Rush et. al., Biol Psychiatry 2005; 58:347-354
George et. al., Biol Psychiatry 2005; 58:364-373

So the first pivotal study was extremely marginal, both in study design and results. What about the second pivotal study?

VNS Study #2: Naturalistic, “controlled” trial. The second VNS study failed to meet two of the methodological criteria usually required for FDA review: it was not randomized, and it was not blinded. It was, however, controlled…well, sort of!

Cyberonics had funded an observational study of VNS patients in which 202 patients who had participated in the acute controlled trial (described above) were invited to continue receiving VNS in an open study. The purpose was to see how patients did over the long term, both in terms of efficacy and safety. As with most open trials of a new treatment, many patients improved over time; but since this was an open trial, it could not be submitted to the FDA.

Once the disappointing results of the first study were analyzed, Cyberonics realized that they needed better controlled data from somewhere. Rather than going to the expense of conducting a new study, they came up with a much cheaper solution: they transformed the observational study (that had already been completed) into a controlled study.
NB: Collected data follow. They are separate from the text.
mod lexer;

pub use lexer::Lexer;
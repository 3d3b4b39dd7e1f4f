use strum::{IntoStaticStr, VariantArray};

#[derive(Debug, Clone, Copy, PartialEq, Eq, Hash, IntoStaticStr, VariantArray)]
#[strum(serialize_all = "SCREAMING_SNAKE_CASE")]
pub enum TokenKind {
    Symbol,
    Instruction,
    Directive,
    Comment,
    Number,
    // statement delimiter, never skipped
    NewLine,
    // index register separator
    Comma,
    // immediate addressing
    Hash,
    // format 4 prefix, EQU arithmetic
    Plus,
    // indirect addressing
    AtSign,
    // C'..' and X'..' delimiters
    SingleQuote,
    // current location counter
    Asterisk,
    // literal pool
    Equal,
    Minus,
    Division,
    LeftBracket,
    RightBracket,
    EndOfInput,
    Invalid,
}

impl TokenKind {
    /// Maps a single punctuation character to its kind.
    pub fn from_punctuation(c: char) -> Option<Self> {
        let kind = match c {
            ',' => TokenKind::Comma,
            '#' => TokenKind::Hash,
            '+' => TokenKind::Plus,
            '@' => TokenKind::AtSign,
            '\'' => TokenKind::SingleQuote,
            '*' => TokenKind::Asterisk,
            '=' => TokenKind::Equal,
            '-' => TokenKind::Minus,
            '\\' => TokenKind::Division,
            '(' => TokenKind::LeftBracket,
            ')' => TokenKind::RightBracket,
            _ => return None,
        };
        Some(kind)
    }

    pub fn name(&self) -> &'static str {
        self.into()
    }
}

#[derive(Debug, Clone, PartialEq, Eq)]
pub struct Token {
    pub kind: TokenKind,
    pub text: String,
    pub start_position: usize,
    pub end_position: usize,
}

impl Token {
    pub(crate) fn new(kind: TokenKind, text: &str, start_position: usize) -> Self {
        Self {
            kind,
            text: text.to_owned(),
            start_position,
            end_position: start_position + text.len(),
        }
    }

    pub fn end_of_input(position: usize) -> Self {
        Self::new(TokenKind::EndOfInput, "", position)
    }
}

pub type TokenTable = Vec<Token>;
How did they accomplish this? Well, in parallel with the naturalistic study, they had also enrolled a different group of 124 TRD patients who were given “treatment as usual” (TAU). Originally, this study was conceived as a way of quantifying how expensive it is to treat TRD patients in the community—data that would presumably be eventually used to argue that VNS is a cost-effective alternative (just our guess!). Since they already had all this data about outcome in TRD in their computers, they figured they could use this as a control group for their VNS study, and then submit the results to the FDA.
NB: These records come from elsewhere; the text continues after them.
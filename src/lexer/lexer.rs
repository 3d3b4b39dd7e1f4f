use std::{
    iter::{FusedIterator, Peekable},
    str::CharIndices,
};

use crate::{
    directive::Directive,
    optab::OperationTable,
    token::{Token, TokenKind, TokenTable},
};

#[derive(Debug)]
pub struct Lexer<'a> {
    inner: Peekable<CharIndices<'a>>,
    text: &'a str,
    position: usize,
    optab: &'a OperationTable,
}

impl<'a> Lexer<'a> {
    pub fn new(text: &'a str, optab: &'a OperationTable) -> Self {
        Self {
            inner: text.char_indices().peekable(),
            text,
            position: 0,
            optab,
        }
    }

    /// Byte offset of the next unread character.
    pub fn position(&self) -> usize {
        self.position
    }

    #[inline]
    fn eat_while(&mut self, predicate: impl Fn(char) -> bool) {
        while let Some((index, c)) = self.inner.next_if(|(_, c)| predicate(*c)) {
            self.position = index + c.len_utf8();
        }
    }

    // only the plain space is whitespace, tabs fall through to Invalid
    #[inline]
    fn skip_whitespace(&mut self) {
        self.eat_while(|c| c == ' ');
    }

    #[inline]
    fn match_number(&mut self) -> Token {
        let start_position = self.position;
        self.eat_while(|c| c.is_ascii_digit());
        Token::new(TokenKind::Number, &self.text[start_position..self.position], start_position)
    }

    #[inline]
    fn match_identify(&mut self) -> Token {
        let start_position = self.position;
        self.eat_while(char::is_alphanumeric);
        let text = &self.text[start_position..self.position];

        let kind = if self.optab.look_up(text).is_some() {
            TokenKind::Instruction
        } else if Directive::from_name(text).is_some() {
            TokenKind::Directive
        } else {
            TokenKind::Symbol
        };
        Token::new(kind, text, start_position)
    }

    #[inline]
    fn match_comment(&mut self) -> Token {
        let start_position = self.position;
        self.eat_while(|c| c != '\n');
        Token::new(TokenKind::Comment, &self.text[start_position..self.position], start_position)
    }

    #[inline]
    fn match_single(&mut self, kind: TokenKind) -> Token {
        let start_position = self.position;
        if let Some((index, c)) = self.inner.next() {
            self.position = index + c.len_utf8();
        }
        Token::new(kind, &self.text[start_position..self.position], start_position)
    }

    /// Scans one token. Once the buffer is exhausted every call returns
    /// `EndOfInput` without moving the cursor.
    pub fn next_token(&mut self) -> Token {
        self.skip_whitespace();

        let Some(&(_, c)) = self.inner.peek() else {
            return Token::end_of_input(self.position);
        };
        let token = match c {
            c if c.is_alphabetic() => self.match_identify(),
            '.' => self.match_comment(),
            '0'..='9' => self.match_number(),
            '\n' => self.match_single(TokenKind::NewLine),
            c => self.match_single(TokenKind::from_punctuation(c).unwrap_or(TokenKind::Invalid)),
        };

        tracing::trace!(kind = token.kind.name(), text = %token.text, start = token.start_position, "token");
        token
    }

    /// Drains the remaining input. The `EndOfInput` sentinel is not stored.
    #[tracing::instrument(level = "debug", skip_all, fields(len = self.text.len()))]
    pub fn tokenize(&mut self) -> TokenTable {
        let table = self.by_ref().collect::<TokenTable>();
        tracing::debug!(tokens = table.len(), "tokenized");
        table
    }
}

impl Iterator for Lexer<'_> {
    type Item = Token;

    fn next(&mut self) -> Option<Self::Item> {
        let token = self.next_token();
        (token.kind != TokenKind::EndOfInput).then_some(token)
    }
}

impl FusedIterator for Lexer<'_> {}
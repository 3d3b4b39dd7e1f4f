//! Human-readable dumps of token streams and the operation table.

use std::fmt::Write;

use crate::{
    optab::OperationTable,
    token::{Token, TokenKind},
};

pub fn render_tokens(tokens: &[Token]) -> String {
    let mut out = String::from("TokenType\tToken\n----------------------\n");
    for token in tokens {
        let text = match token.kind {
            TokenKind::NewLine => "\\n",
            TokenKind::EndOfInput => "End of Input",
            _ => token.text.as_str(),
        };
        let name = token.kind.name();
        // two tabs keep short names aligned with long ones
        let gap = if name.len() < 8 { "\t\t" } else { "\t" };
        let _ = writeln!(out, "{name}{gap}{text}");
    }
    out
}

pub fn render_optab(optab: &OperationTable) -> String {
    let mut out = String::from("Mnemonic\tFormat\t\tOpcode\n---------------------------------------\n");
    for entry in optab.iter() {
        let formats = entry
            .formats
            .numbers()
            .map(|n| n.to_string())
            .collect::<Vec<_>>()
            .join(" ");
        let _ = writeln!(out, "{}\t\t{formats}\t\t{:02X}", entry.mnemonic, entry.opcode);
    }
    out
}
mod directive;
mod error;
mod lexer;
mod optab;
mod printer;
mod token;
pub mod tokenizer;

pub use {
    directive::Directive,
    error::LexerError,
    lexer::Lexer,
    optab::{Formats, OpEntry, OperationTable},
    printer::{render_optab, render_tokens},
    token::{Token, TokenKind, TokenTable},
    tokenizer::Tokenizer,
};
//! ClientRepository - the record store adapter used by the gateway.
//!
//! Translates between [`Client`] values and stored documents, and between
//! driver failures ([`StoreError`]) and service failures ([`GatewayError`]).

use std::sync::Arc;

use regex::RegexBuilder;
use serde_json::Value;
use tracing::{debug, warn};

use super::{Document, DocumentStore, FieldMatch, StoreError, ID_FIELD};
use crate::client::{Client, ClientId, ClientPatch};
use crate::config::GatewayConfig;
use crate::error::GatewayError;

const NAME_FIELD: &str = "name";

pub struct ClientRepository {
    store: Arc<dyn DocumentStore>,
    collection: String,
    max_search_results: usize,
}

impl ClientRepository {
    /// A search cap below 1 is raised to 1.
    pub fn new(store: Arc<dyn DocumentStore>, config: &GatewayConfig) -> Self {
        if config.max_search_results == 0 {
            warn!("max_search_results is 0, using 1");
        }
        Self {
            store,
            collection: config.clients_collection.clone(),
            max_search_results: config.max_search_results.max(1),
        }
    }

    pub fn collection(&self) -> &str {
        &self.collection
    }

    /// Point lookup by id.
    pub fn get(&self, id: &ClientId) -> Result<Client, GatewayError> {
        let document = self
            .store
            .find_one(&self.collection, id.as_str())
            .map_err(read_failure)?
            .ok_or_else(|| GatewayError::NotFound(id.clone()))?;

        from_document(document).map_err(read_failure)
    }

    /// Case-insensitive match of `text` against client names.
    ///
    /// `text` is used as a regular expression; if it does not compile it is
    /// matched literally. Blank text matches nothing.
    pub fn search(&self, text: &str) -> Result<Vec<Client>, GatewayError> {
        if text.trim().is_empty() {
            return Ok(Vec::new());
        }

        let filter = FieldMatch::new(NAME_FIELD, name_pattern(text)?);
        let documents = self
            .store
            .find(&self.collection, &filter, self.max_search_results)
            .map_err(read_failure)?;

        let mut clients = Vec::with_capacity(documents.len());
        for document in documents {
            match from_document(document) {
                Ok(client) => clients.push(client),
                Err(e) => warn!(collection = %self.collection, error = %e, "skipping malformed client document"),
            }
        }
        Ok(clients)
    }

    /// Persist a new record as given.
    pub fn insert(&self, client: &Client) -> Result<Client, GatewayError> {
        let document = to_document(client).map_err(write_failure)?;
        self.store
            .insert_one(&self.collection, document)
            .map_err(write_failure)?;
        Ok(client.clone())
    }

    /// Merge the fields present in `patch` into the stored record.
    ///
    /// Returns whether a record matched. A missing id is a no-op, never an
    /// upsert. An empty patch does not reach the store and reports a match;
    /// the caller's follow-up read settles whether the record exists.
    pub fn apply_patch(&self, id: &ClientId, patch: &ClientPatch) -> Result<bool, GatewayError> {
        let set = patch.to_set_document();
        if set.is_empty() {
            debug!(client_id = %id, "empty patch, skipping store write");
            return Ok(true);
        }

        let matched = self
            .store
            .update_one(&self.collection, id.as_str(), set)
            .map_err(write_failure)?;
        if !matched {
            debug!(client_id = %id, "patch matched no client");
        }
        Ok(matched)
    }
}

fn name_pattern(text: &str) -> Result<regex::Regex, GatewayError> {
    let build = |pattern: &str| {
        RegexBuilder::new(pattern)
            .case_insensitive(true)
            .multi_line(true)
            .dot_matches_new_line(true)
            .build()
    };

    build(text)
        .or_else(|_| build(&regex::escape(text)))
        .map_err(|e| GatewayError::StoreUnavailable(format!("search pattern rejected: {}", e)))
}

fn read_failure(err: StoreError) -> GatewayError {
    warn!(error = %err, "store read failed");
    GatewayError::StoreUnavailable(err.to_string())
}

fn write_failure(err: StoreError) -> GatewayError {
    warn!(error = %err, "store write failed");
    GatewayError::InsertionFailed(err.to_string())
}

/// Store form of a client: the id moves to the primary-key field.
fn to_document(client: &Client) -> Result<Document, StoreError> {
    let value = serde_json::to_value(client).map_err(|e| StoreError::Serde(e.to_string()))?;
    let Value::Object(mut document) = value else {
        return Err(StoreError::Serde("client did not encode to an object".into()));
    };
    if let Some(id) = document.remove("id") {
        document.insert(ID_FIELD.to_string(), id);
    }
    Ok(document)
}

fn from_document(mut document: Document) -> Result<Client, StoreError> {
    if let Some(id) = document.remove(ID_FIELD) {
        document.insert("id".to_string(), id);
    }
    serde_json::from_value(Value::Object(document)).map_err(|e| StoreError::Serde(e.to_string()))
}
As slap-dash and jerry-rigged as this process sounds, it actually happened, and it worked, leading directly to FDA approval.
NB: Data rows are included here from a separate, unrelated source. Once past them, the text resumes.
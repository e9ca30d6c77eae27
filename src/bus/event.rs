//! Change events - the wire form of the event write path.

use std::fmt;

use serde::{Deserialize, Serialize};

use crate::client::Client;

/// Type tag identifying the kind of record an event carries.
#[derive(Debug, Clone, Copy, PartialEq, Eq, Serialize, Deserialize)]
pub enum RecordKind {
    Client,
}

impl RecordKind {
    pub fn as_str(&self) -> &'static str {
        match self {
            RecordKind::Client => "Client",
        }
    }
}

impl fmt::Display for RecordKind {
    fn fmt(&self, f: &mut fmt::Formatter<'_>) -> fmt::Result {
        f.write_str(self.as_str())
    }
}

/// `{ "type": <tag>, "content": <record> }`, sent as UTF-8 JSON.
#[derive(Debug, Clone, PartialEq, Eq, Serialize, Deserialize)]
pub struct ChangeEvent {
    #[serde(rename = "type")]
    pub kind: RecordKind,
    pub content: Client,
}

impl ChangeEvent {
    pub fn new(kind: RecordKind, content: Client) -> Self {
        Self { kind, content }
    }

    pub fn to_bytes(&self) -> Result<Vec<u8>, serde_json::Error> {
        serde_json::to_vec(self)
    }
}
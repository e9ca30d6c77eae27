//! Client records - the entity served by the gateway.
//!
//! A [`Client`] is the full record as stored and as returned to callers.
//! A [`ClientPatch`] is a sparse overlay used by updates: fields it does not
//! carry are left untouched.

mod patch;

use std::fmt;

use serde::{Deserialize, Serialize};
use uuid::Uuid;

pub use patch::{ClientPatch, PatchField};

/// Opaque, immutable identifier of a client record.
#[derive(Debug, Clone, PartialEq, Eq, Hash, Serialize, Deserialize)]
#[serde(try_from = "String", into = "String")]
pub struct ClientId(String);

impl ClientId {
    pub fn new(id: impl Into<String>) -> Self {
        Self(id.into())
    }

    /// Generate a fresh random id (UUID v4, simple hex form).
    pub fn generate() -> Self {
        Self(Uuid::new_v4().simple().to_string())
    }

    pub fn as_str(&self) -> &str {
        &self.0
    }
}

impl TryFrom<String> for ClientId {
    type Error = &'static str;

    fn try_from(value: String) -> Result<Self, Self::Error> {
        if value.trim().is_empty() {
            return Err("client id must not be empty");
        }
        Ok(Self(value))
    }
}

impl From<ClientId> for String {
    fn from(id: ClientId) -> Self {
        id.0
    }
}

impl fmt::Display for ClientId {
    fn fmt(&self, f: &mut fmt::Formatter<'_>) -> fmt::Result {
        f.write_str(&self.0)
    }
}

/// A client record.
///
/// When a create payload carries no `id`, one is generated on decode so the
/// record is fully identified before it reaches either write path.
#[derive(Debug, Clone, PartialEq, Eq, Serialize, Deserialize)]
pub struct Client {
    #[serde(default = "ClientId::generate")]
    pub id: ClientId,
    pub name: String,
    pub location: String,
    pub email: String,
    pub phone_number: i64,
}

impl Client {
    /// Create a record with a freshly generated id.
    pub fn new(
        name: impl Into<String>,
        location: impl Into<String>,
        email: impl Into<String>,
        phone_number: i64,
    ) -> Self {
        Self {
            id: ClientId::generate(),
            name: name.into(),
            location: location.into(),
            email: email.into(),
            phone_number,
        }
    }

    pub fn with_id(mut self, id: ClientId) -> Self {
        self.id = id;
        self
    }

    /// Return a new version of this record with `patch` laid over it.
    pub fn patched(&self, patch: &ClientPatch) -> Client {
        let mut next = self.clone();
        patch.apply_to(&mut next);
        next
    }
}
The results of this “sort-of-controlled” study looked great for VNS: VNS patients statistically outperformed TAU patients in scores on the self-report depression scale (the IDS-SR30) and in response rates on the HamD (27% vs. 13%).

Whether this study actually demonstrated anything at all about VNS’s efficacy is a topic that will likely be debated for years, and which we suspect will go down in the annals as one of FDA’s major embarrassments.

While we don’t have space to expound on all of the methodological problems, we can at least spotlight some of the “greatest hits.” You and your methodologically-minded colleagues can use these as debating points at your next psychopharm soiree!

Top four potentially “Fatal Flaws” of the VNS Comparison Study

1. Treatment groups were not randomized. Possible confounding effect: One group may have been more treatment-responsive than the other.


2. Treatment groups were not blinded. The VNS patients knew they were getting VNS, and the “control” group knew they were receiving TAU, not VNS. Possible confounding effect: VNS advantage may have reflected patients’ positive hopefulness and expectancy rather than VNS effect; similarly, raters may have been biased due to their own excitement about the potentials of a new treatment and issues of academic advancement and future research grants if results were positive.


3. The VNS group received more personal contact than the TAU group (the VNS group met with researchers 16 times over the course of one year; the TAU group met with researchers--for briefer sessions--only five times over the course of the year). Possible confounding effect: More personal contact may lead to disproportionate degree of placebo effect in the VNS group, erroneously inflating response rates.


4. Medication treatment was not controlled (medication changes were allowed at the discretion of research clinicians in both groups). Possible confounding effect: Either group might have received more effective medication adjustments.

Time will tell; VNS may indeed be effective for TRD. However, we believe that the FDA should not have approved VNS without its usual requirement of two positive double blind trials.

TCPR Verdict:
VNS for TRD: The jury is still out (someone tell the FDA!)